Look, people (and by “people”, I mean corporations); I’m not saying don’t do this. I’m saying: if you choose to do this, then carefully think about what you are doing, and why you are doing it, before you jump in feet-first, and start flailing about. And (shout-out to Cathy!) hire consultants who will advise you. (Hey, forget Cathy, hire me! Me!!!)

I remain optimistic that this iteration of the metaverse will take off (unlike Second Life’s relatively short-lived and now seemingly-forgotten corporate boom). But my optimism is tempered by my 14 years of experience in SL…I often joke that I got my Ph.D. in the Metaverse from the University of Second Life! 😉 That experience informs my perspective as I passionately explore and write about the ever-evolving metaverse on this blog.

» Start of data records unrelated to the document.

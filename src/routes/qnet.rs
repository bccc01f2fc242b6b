//! Q-Net proxy: upstream status and raw XML pass through untouched.

use std::sync::Arc;

use axum::{
  extract::{Query, State},
  http::{header, StatusCode},
  response::{IntoResponse, Response},
};
use tracing::instrument;

use crate::error::AppResult;
use crate::protocol::{JmQuery, QnetListQuery, QualificationQuery};
use crate::qnet::QnetOp;
use crate::state::AppState;

async fn passthrough(state: &AppState, op: QnetOp, params: &[(&str, Option<String>)]) -> AppResult<Response> {
  let (status, body) = state.qnet.request(op, params).await?;
  let status = StatusCode::from_u16(status).unwrap_or(StatusCode::BAD_GATEWAY);
  Ok((status, [(header::CONTENT_TYPE, "application/xml; charset=utf-8")], body).into_response())
}

async fn schedule_list(state: &AppState, op: QnetOp, q: QnetListQuery) -> AppResult<Response> {
  passthrough(state, op, &[("implYy", q.impl_yy), ("implSeq", q.impl_seq)]).await
}

#[instrument(level = "info", skip(state))]
pub async fn pe_list(State(state): State<Arc<AppState>>, Query(q): Query<QnetListQuery>) -> AppResult<Response> {
  schedule_list(&state, QnetOp::PeList, q).await
}

#[instrument(level = "info", skip(state))]
pub async fn mc_list(State(state): State<Arc<AppState>>, Query(q): Query<QnetListQuery>) -> AppResult<Response> {
  schedule_list(&state, QnetOp::McList, q).await
}

#[instrument(level = "info", skip(state))]
pub async fn e_list(State(state): State<Arc<AppState>>, Query(q): Query<QnetListQuery>) -> AppResult<Response> {
  schedule_list(&state, QnetOp::EList, q).await
}

#[instrument(level = "info", skip(state))]
pub async fn c_list(State(state): State<Arc<AppState>>, Query(q): Query<QnetListQuery>) -> AppResult<Response> {
  schedule_list(&state, QnetOp::CList, q).await
}

#[instrument(level = "info", skip(state))]
pub async fn fee_list(State(state): State<Arc<AppState>>, Query(q): Query<JmQuery>) -> AppResult<Response> {
  passthrough(&state, QnetOp::FeeList, &[("jmCd", q.jm_cd)]).await
}

#[instrument(level = "info", skip(state))]
pub async fn jm_list(State(state): State<Arc<AppState>>, Query(q): Query<JmQuery>) -> AppResult<Response> {
  passthrough(&state, QnetOp::JmList, &[("jmCd", q.jm_cd)]).await
}

#[instrument(level = "info", skip(state))]
pub async fn qualification_list(
  State(state): State<Arc<AppState>>,
  Query(q): Query<QualificationQuery>,
) -> AppResult<Response> {
  passthrough(&state, QnetOp::QualificationList, &[("gno", q.gno)]).await
}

Second Life is the perfect model of a mature, fully-evolved metaverse platform, which newer entrants into the marketplace would be wise to study, and learn from both its many success stories and its failures, controversies, and scandals.

Teaching Business Students Using Social VR at Temple University

Ronald Anderson, dean of the Fox School of Business at Temple University, using a VR headset (image source)

The Fox Business School at Temple University in Philadelphia, Pennsylvania, is among the first business schools in the world to teach courses in virtual reality, using a custom-built social VR platform. University newspaper The Temple News reports:

As Divya Pawar sat in her Fintech, Blockchain and Digital Disruption class listening to the lecture, she was able to get a good view of Pollet Walk from her seat. When class ended, she took off her Oculus Quest Virtual Reality headset and continued working at home in her off-campus apartment.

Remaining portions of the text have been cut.